The blue felt is one I made myself, because I didn’t already have a suitable one – which explains the thin patch at the top. Wet felting is not as easy in practise as it seems in theory!
The teal leaves were easy, of course, because I have already decided to use feather stitch. After that, some thought was required..
A teal trellis, couched with pale yellow, provides the “lift” here, and one of my favourite stitches, cable chain, provides the fronds. I’ve reduced the number of fronds – I think there were two between each petal – because I thought it would look fussy otherwise.
The blue stitching on the blue felt is Crested Chain. The colours are close enough to create texture, rather than contrast, rather as the slightly rusty pink square chain modifies the petal colour in a different direction to the dark blue chained blanket stitch of the leaves at the base.
As with all the elements of this design, when I have the whole piece more or less finished, I will expect to add further details and tweaks to balance it all across the piece. We’ll see…
When I finished the first set of embroidery on the sleeves of the coat I said I thought it might need Something More.
After some thought, I decided that the Something More in question was a bit of light. This required a little negotiation, as my client (my mother) had wanted rich colours, and had originally enacted a veto on the lighter ones I had picked out. But then, she’d not seen what I had in my mind, and once she did, my tentative suggestion of a few lighter bits was met with a definite “Yes”.
She also said that what I’m doing is not quite what she had in mind, but it’s better. Phew!
The first small, exploratory illumination was to add some pale blue stitches around two of the lobes of this bud (flower?). I didn’t want to add too much because, first, this isn’t meant to be actual illumination, and second, I felt that if I added these stitches all around, not only would I run into trouble in terms to angle and sense, but it would suddenly start looking a bit stiff and too “matchy-matchy”.
There’s a phrase I never used as a teen, even though I certainly had the concept…!
For the second sleeve, it was harder to settle on the best way to “lift” the motif. There was already the tiny tuft of pistil stitches stitched directly onto the fabric, which had done something a little similar.
For now, I’ve simply added a row of French knots highlighting the curves. The yarn is mohair, and has a lovely high shine which adds to the variation in the effect.
In case I needed to say so – I am really enjoying this project!
The second sleeve began in the same way as the first, with felt motif elements lightly needlefelted into place. There is a similar motif on the body of the coat, but with the colours reversed. Whether I will use similar colours in embellishing it, I don’t know – wait and see!
I am removing the tacked design outlines as I go, at least where they show around the edges. It may not be entirely necessary, but it’s much more satisfying not to be spotting them as I work, and I know I would spot them in the finished coat, even if no-one else could do so.
The edges of the large leaves on the second sleeve began with straight stitches over the edges, using a wonderful mohair yarn from Gumnut Yarns.
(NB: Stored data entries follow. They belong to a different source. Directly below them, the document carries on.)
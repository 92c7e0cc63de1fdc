//! Parsing and pretty-printing of resistor values.
//!
//! Accepts the label forms a parts catalog uses (`"4.7"`, `"1K"`, `"1M Ω"`)
//! and renders values back in the compact `4K7` / `470R` / `1M5` style.

/// Parses a resistor value from a label.
///
/// A leading number followed by an optional `K` (×10³) or `M` (×10⁶)
/// suffix; the suffix match is case-insensitive and trailing unit text is
/// ignored, so `"2.2K Ω"` parses the same as `"2.2k"`.
pub fn parse_r_value(s: &str) -> Option<f64> {
    let s = s.trim();
    let num_end = s
        .find(|c: char| !c.is_ascii_digit() && c != '.' && c != '+' && c != '-')
        .unwrap_or(s.len());
    if num_end == 0 {
        return None;
    }
    let value: f64 = s[..num_end].parse().ok()?;
    let suffix = &s[num_end..];
    let mult = if suffix.contains('K') || suffix.contains('k') {
        1e3
    } else if suffix.contains('M') || suffix.contains('m') {
        1e6
    } else {
        1.0
    };
    Some(value * mult)
}

fn _format_rval(r: f64, unit: &str) -> String {
    let mut val = format!("{}", r);
    if val.contains('.') {
        val.replace('.', unit)
    } else {
        val.push_str(unit);
        val
    }
}

/// Renders a value in compact unit notation: `470R`, `4K7`, `1M5`.
pub fn format_r_value(r: f64) -> String {
    if r < 1000.0 {
        _format_rval(r, "R")
    } else if r < 1_000_000.0 {
        _format_rval(r / 1000.0, "K")
    } else {
        _format_rval(r / 1_000_000.0, "M")
    }
}
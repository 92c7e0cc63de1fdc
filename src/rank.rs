//! Tolerance filtering and ranking of enumerated networks.

use std::fmt;

use crate::enumerate::RNetTable;
use crate::error::{Error, Result};
use crate::network::RNet;

/// Reference cap on results retained for presentation.
pub const DEFAULT_MAX_RESULTS: usize = 50;

/// A network that qualified for one query, with its relative error.
///
/// Matches are rebuilt fresh for every query; nothing is cached across
/// queries.
#[derive(Debug, Clone, PartialEq)]
pub struct RMatch {
    net: RNet,
    error: f64,
}

impl RMatch {
    pub fn net(&self) -> &RNet {
        &self.net
    }

    /// `|resistance − target| / target` for the query that produced this
    /// match.
    pub fn error(&self) -> f64 {
        self.error
    }
}

impl fmt::Display for RMatch {
    fn fmt(&self, f: &mut fmt::Formatter) -> fmt::Result {
        write!(
            f,
            "{} = {:.2} Ω ({} resistor{}, error {:.2}%)",
            self.net.key(),
            self.net.resistance(),
            self.net.count(),
            if self.net.count() > 1 { "s" } else { "" },
            self.error * 100.0
        )
    }
}

/// Ordered results of one query.
///
/// Holds at most the requested number of matches sorted by ascending error,
/// ties broken by ascending resistor count, further ties left in enumeration
/// order. Only built when at least one network qualified, so `best()` always
/// has something to return; a query with no matches yields `Ok(None)` from
/// [`rank_results`] instead.
#[derive(Debug)]
pub struct RRes {
    matches: Vec<RMatch>,
    total: usize,
}

impl RRes {
    /// Retained matches, best first.
    pub fn iter(&self) -> impl Iterator<Item = &RMatch> {
        self.matches.iter()
    }

    /// Number of retained matches.
    pub fn len(&self) -> usize {
        self.matches.len()
    }

    pub fn is_empty(&self) -> bool {
        self.matches.is_empty()
    }

    /// The lowest-error match.
    pub fn best(&self) -> &RMatch {
        &self.matches[0]
    }

    /// Every network that qualified, including those beyond the cap.
    pub fn total(&self) -> usize {
        self.total
    }

    /// Qualifying networks that were not retained.
    pub fn overflow(&self) -> usize {
        self.total - self.matches.len()
    }

    /// Print all matches that share the lowest error value.
    pub fn print_best(&self) {
        let best_err = self.matches[0].error;
        for (idx, m) in self
            .matches
            .iter()
            .take_while(|m| m.error == best_err)
            .enumerate()
        {
            println!("Match {}:", idx + 1);
            println!("{}", m);
            println!();
        }
    }
}

/// Ranks every enumerated network against `target`.
///
/// A network qualifies iff its relative error is within `tolerance` (a
/// fraction, e.g. `0.05` for 5%). Fails on a non-positive target or a
/// negative tolerance; returns `Ok(None)` when nothing qualifies.
pub fn rank_results(
    table: &RNetTable,
    target: f64,
    tolerance: f64,
    max_results: usize,
) -> Result<Option<RRes>> {
    rank_results_filtered(table, target, tolerance, max_results, |_| true)
}

/// [`rank_results`] with a caller predicate applied before the tolerance
/// test. Networks rejected by `keep` are not counted as qualifying.
pub fn rank_results_filtered(
    table: &RNetTable,
    target: f64,
    tolerance: f64,
    max_results: usize,
    keep: impl Fn(&RNet) -> bool,
) -> Result<Option<RRes>> {
    if target <= 0.0 {
        return Err(Error::NonPositiveTarget(target));
    }
    if tolerance < 0.0 {
        return Err(Error::NegativeTolerance(tolerance));
    }

    let mut matches: Vec<RMatch> = table
        .iter()
        .filter_map(|net| {
            if !keep(net) {
                return None;
            }
            let error = (net.resistance() - target).abs() / target;
            if error <= tolerance {
                Some(RMatch {
                    net: net.clone(),
                    error,
                })
            } else {
                None
            }
        })
        .collect();

    // Stable sort: exact ties on both keys keep enumeration order.
    matches.sort_by(|a, b| {
        a.error
            .total_cmp(&b.error)
            .then_with(|| a.net.count().cmp(&b.net.count()))
    });

    let total = matches.len();
    if total == 0 {
        return Ok(None);
    }
    matches.truncate(max_results);
    Ok(Some(RRes { matches, total }))
}

#[cfg(test)]
mod tests {
    use super::*;
    use crate::enumerate::enumerate_networks;

    #[test]
    fn non_positive_target_is_rejected() {
        let table = enumerate_networks(&[100.0], 1, 10).unwrap();
        assert_eq!(
            rank_results(&table, 0.0, 0.05, 50).unwrap_err(),
            Error::NonPositiveTarget(0.0)
        );
        assert_eq!(
            rank_results(&table, -5.0, 0.05, 50).unwrap_err(),
            Error::NonPositiveTarget(-5.0)
        );
    }

    #[test]
    fn negative_tolerance_is_rejected() {
        let table = enumerate_networks(&[100.0], 1, 10).unwrap();
        assert_eq!(
            rank_results(&table, 100.0, -0.01, 50).unwrap_err(),
            Error::NegativeTolerance(-0.01)
        );
    }

    #[test]
    fn no_match_is_an_explicit_outcome() {
        let table = enumerate_networks(&[100.0], 1, 10).unwrap();
        assert!(rank_results(&table, 1e6, 0.05, 50).unwrap().is_none());
    }

    #[test]
    fn exact_match_ranks_first_with_zero_error() {
        let table = enumerate_networks(&[50.0, 100.0], 2, 100).unwrap();
        let res = rank_results(&table, 100.0, 0.0, 50).unwrap().unwrap();
        // Exact hits only: the 100 Ω leaf and 50 + 50.
        assert_eq!(res.total(), 2);
        assert_eq!(res.best().error(), 0.0);
        assert_eq!(res.best().net().key(), "100.00");
        assert_eq!(res.best().net().count(), 1);
        // Equal error, more resistors: ranked second.
        assert_eq!(res.iter().nth(1).unwrap().net().key(), "(50.00 + 50.00)");
    }

    #[test]
    fn results_are_sorted_and_within_tolerance() {
        let table = enumerate_networks(&[82.0, 100.0, 120.0], 3, 1000).unwrap();
        let tolerance = 0.1;
        let res = rank_results(&table, 100.0, tolerance, 200).unwrap().unwrap();
        let mut prev: Option<&RMatch> = None;
        for m in res.iter() {
            assert!(m.error() <= tolerance, "{} exceeds tolerance", m);
            if let Some(p) = prev {
                assert!(
                    p.error() < m.error()
                        || (p.error() == m.error() && p.net().count() <= m.net().count()),
                    "order violated between {} and {}",
                    p,
                    m
                );
            }
            prev = Some(m);
        }
    }

    #[test]
    fn cap_reports_overflow() {
        let table = enumerate_networks(&[50.0, 100.0], 2, 100).unwrap();
        let res = rank_results(&table, 100.0, 0.0, 1).unwrap().unwrap();
        assert_eq!(res.len(), 1);
        assert_eq!(res.total(), 2);
        assert_eq!(res.overflow(), 1);
    }

    #[test]
    fn identical_queries_rank_identically() {
        let table = enumerate_networks(&[82.0, 100.0, 120.0], 3, 500).unwrap();
        let a = rank_results(&table, 110.0, 0.2, 50).unwrap().unwrap();
        let b = rank_results(&table, 110.0, 0.2, 50).unwrap().unwrap();
        let ka: Vec<_> = a.iter().map(|m| m.net().key().to_string()).collect();
        let kb: Vec<_> = b.iter().map(|m| m.net().key().to_string()).collect();
        assert_eq!(ka, kb);
    }

    #[test]
    fn filter_predicate_restricts_candidates() {
        let table = enumerate_networks(&[50.0, 100.0], 2, 100).unwrap();
        let res = rank_results_filtered(&table, 100.0, 0.0, 50, |net| net.count() == 1)
            .unwrap()
            .unwrap();
        assert_eq!(res.total(), 1);
        assert_eq!(res.best().net().key(), "100.00");
    }
}
//! Partition-based enumeration of series/parallel networks.
//!
//! Networks of `n` resistors are built from every split `i + j = n` of
//! previously enumerated smaller networks. Generation order is normative,
//! because per-size buckets are bounded and keep candidates first come,
//! first kept: partition index ascending, then the left operand, then the
//! right operand, series before parallel for each pair. When a split is
//! combining a bucket with itself the right index starts at the left index,
//! so an unordered pair of networks is visited once. Asymmetric splits
//! `{i, j}` are visited from both directions and generate each combination
//! twice; with bounded buckets this makes the generation order part of the
//! observable result, so it must not change.

use log::{debug, warn};

use crate::error::{Error, Result};
use crate::network::RNet;

/// Reference maximum resistors per network.
pub const DEFAULT_MAX_SIZE: usize = 5;
/// Reference capacity of each per-size bucket.
pub const DEFAULT_MAX_PER_SIZE: usize = 10_000;

/// Per-size collections of enumerated networks.
///
/// Bucket `size` holds every kept network of exactly `size` resistors, in
/// generation order. Candidates that arrived at a full bucket are counted in
/// [`RNetTable::dropped`] rather than stored; a dropped candidate is policy,
/// never an error.
#[derive(Debug)]
pub struct RNetTable {
    buckets: Vec<Vec<RNet>>,
    dropped: Vec<usize>,
    max_per_size: usize,
}

impl RNetTable {
    /// Largest network size enumerated.
    pub fn max_size(&self) -> usize {
        self.buckets.len() - 1
    }

    /// Bucket capacity the table was built with.
    pub fn capacity(&self) -> usize {
        self.max_per_size
    }

    /// Kept networks of exactly `size` resistors, in generation order.
    pub fn networks(&self, size: usize) -> &[RNet] {
        self.buckets.get(size).map(Vec::as_slice).unwrap_or(&[])
    }

    /// Candidates dropped from the `size` bucket after it filled.
    pub fn dropped(&self, size: usize) -> usize {
        self.dropped.get(size).copied().unwrap_or(0)
    }

    /// Total kept networks across all sizes.
    pub fn len(&self) -> usize {
        self.buckets.iter().map(Vec::len).sum()
    }

    pub fn is_empty(&self) -> bool {
        self.buckets.iter().all(Vec::is_empty)
    }

    /// All kept networks, sizes ascending, buckets in generation order.
    pub fn iter(&self) -> impl Iterator<Item = &RNet> {
        self.buckets.iter().flatten()
    }
}

/// Enumerates every reachable series/parallel network of `1..=max_size`
/// resistors drawn from `catalog`.
///
/// Each catalog value seeds a 1-resistor network rendered with two-decimal
/// precision. Fails only on an empty catalog or `max_size < 1`; a full
/// bucket silently drops further candidates (see [`RNetTable::dropped`]).
pub fn enumerate_networks(
    catalog: &[f64],
    max_size: usize,
    max_per_size: usize,
) -> Result<RNetTable> {
    if catalog.is_empty() {
        return Err(Error::EmptyCatalog);
    }
    if max_size < 1 {
        return Err(Error::InvalidMaxSize(max_size));
    }

    let mut buckets: Vec<Vec<RNet>> = vec![Vec::new(); max_size + 1];
    let mut dropped = vec![0usize; max_size + 1];

    for &value in catalog {
        if buckets[1].len() < max_per_size {
            buckets[1].push(RNet::leaf(value));
        } else {
            dropped[1] += 1;
        }
    }

    for n in 2..=max_size {
        let (lower, rest) = buckets.split_at_mut(n);
        let bucket = &mut rest[0];
        for i in 1..n {
            let j = n - i;
            for a_idx in 0..lower[i].len() {
                let b_start = if i == j { a_idx } else { 0 };
                for b_idx in b_start..lower[j].len() {
                    let a = &lower[i][a_idx];
                    let b = &lower[j][b_idx];

                    if bucket.len() < max_per_size {
                        bucket.push(a.series(b));
                    } else {
                        dropped[n] += 1;
                    }

                    if bucket.len() < max_per_size {
                        if let Some(net) = a.parallel(b) {
                            bucket.push(net);
                        }
                    } else if a.resistance() > 0.0 && b.resistance() > 0.0 {
                        dropped[n] += 1;
                    }
                }
            }
        }
        debug!(
            "size {}: {} networks kept, {} dropped",
            n,
            bucket.len(),
            dropped[n]
        );
        if dropped[n] > 0 {
            warn!(
                "size-{} bucket full at {} networks, dropped {} candidates",
                n, max_per_size, dropped[n]
            );
        }
    }

    Ok(RNetTable {
        buckets,
        dropped,
        max_per_size,
    })
}

#[cfg(test)]
mod tests {
    use super::*;

    fn keys(nets: &[RNet]) -> Vec<&str> {
        nets.iter().map(RNet::key).collect()
    }

    #[test]
    fn empty_catalog_is_rejected() {
        assert_eq!(
            enumerate_networks(&[], 5, 100).unwrap_err(),
            Error::EmptyCatalog
        );
    }

    #[test]
    fn zero_max_size_is_rejected() {
        assert_eq!(
            enumerate_networks(&[100.0], 0, 100).unwrap_err(),
            Error::InvalidMaxSize(0)
        );
    }

    #[test]
    fn single_value_catalog_yields_one_leaf() {
        let table = enumerate_networks(&[470.0], 1, 100).unwrap();
        assert_eq!(table.len(), 1);
        let net = &table.networks(1)[0];
        assert_eq!(net.resistance(), 470.0);
        assert_eq!(net.key(), "470.00");
    }

    #[test]
    fn size_two_generation_order() {
        let table = enumerate_networks(&[100.0, 200.0], 2, 100).unwrap();
        // Same-size split: unordered pairs (0,0), (0,1), (1,1), series first.
        assert_eq!(
            keys(table.networks(2)),
            vec![
                "(100.00 + 100.00)",
                "(100.00 ∥ 100.00)",
                "(100.00 + 200.00)",
                "(100.00 ∥ 200.00)",
                "(200.00 + 200.00)",
                "(200.00 ∥ 200.00)",
            ]
        );
    }

    #[test]
    fn mirrored_splits_generate_asymmetric_pairs_twice() {
        let table = enumerate_networks(&[100.0], 3, 100).unwrap();
        // Size 3 = split (1,2) then split (2,1); each produces 4 networks,
        // so every asymmetric combination appears from both directions.
        let ks = keys(table.networks(3));
        assert_eq!(ks.len(), 8);
        assert_eq!(ks[0], "(100.00 + (100.00 + 100.00))");
        assert_eq!(ks[4], "((100.00 + 100.00) + 100.00)");
    }

    #[test]
    fn full_bucket_keeps_first_generated() {
        let table = enumerate_networks(&[100.0, 200.0], 2, 3).unwrap();
        assert_eq!(
            keys(table.networks(2)),
            vec![
                "(100.00 + 100.00)",
                "(100.00 ∥ 100.00)",
                "(100.00 + 200.00)",
            ]
        );
        assert_eq!(table.dropped(2), 3);
    }

    #[test]
    fn leaf_bucket_honors_capacity() {
        let table = enumerate_networks(&[1.0, 2.0, 3.0, 4.0, 5.0], 1, 3).unwrap();
        assert_eq!(table.networks(1).len(), 3);
        assert_eq!(table.dropped(1), 2);
    }

    #[test]
    fn enumeration_is_deterministic() {
        let catalog = [100.0, 220.0, 470.0];
        let a = enumerate_networks(&catalog, 3, 50).unwrap();
        let b = enumerate_networks(&catalog, 3, 50).unwrap();
        for size in 1..=3 {
            assert_eq!(keys(a.networks(size)), keys(b.networks(size)));
            assert_eq!(a.dropped(size), b.dropped(size));
        }
    }

    #[test]
    fn parallel_skipped_for_nonpositive_legs() {
        let table = enumerate_networks(&[0.0, 100.0], 2, 100).unwrap();
        // Pairs involving the zero leaf only produce series networks.
        let ks = keys(table.networks(2));
        assert_eq!(
            ks,
            vec![
                "(0.00 + 0.00)",
                "(0.00 + 100.00)",
                "(100.00 + 100.00)",
                "(100.00 ∥ 100.00)",
            ]
        );
    }
}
The different amounts of shine from the various threads I’m using will help to add another level of interest to the whole design.
The second level of detail is worked in Up and Down Blanket Stitch, which is a very old favourite. This time I’ve changed the relative heights of the two uprights to create a more varied effect.
There’s a lot going on with the flower motif; Thorn Stitch on the lilac petals and a variant of Loop Stitch on the purple ones, using different thread colours to change the emphasis on the colours.
Crested Chain Stitch in teal edges the flower shape (given it’s a Jacobean style design, realism has nothing to do with it – I’ve not the vaguest idea what sort of flower it is supposed to be!) and I complicated matters for myself by working inward from the tips of the horn shapes to the centre. It is a directional stitch, so although most people won’t be able to notice that sort of detail, I think it is worth doing.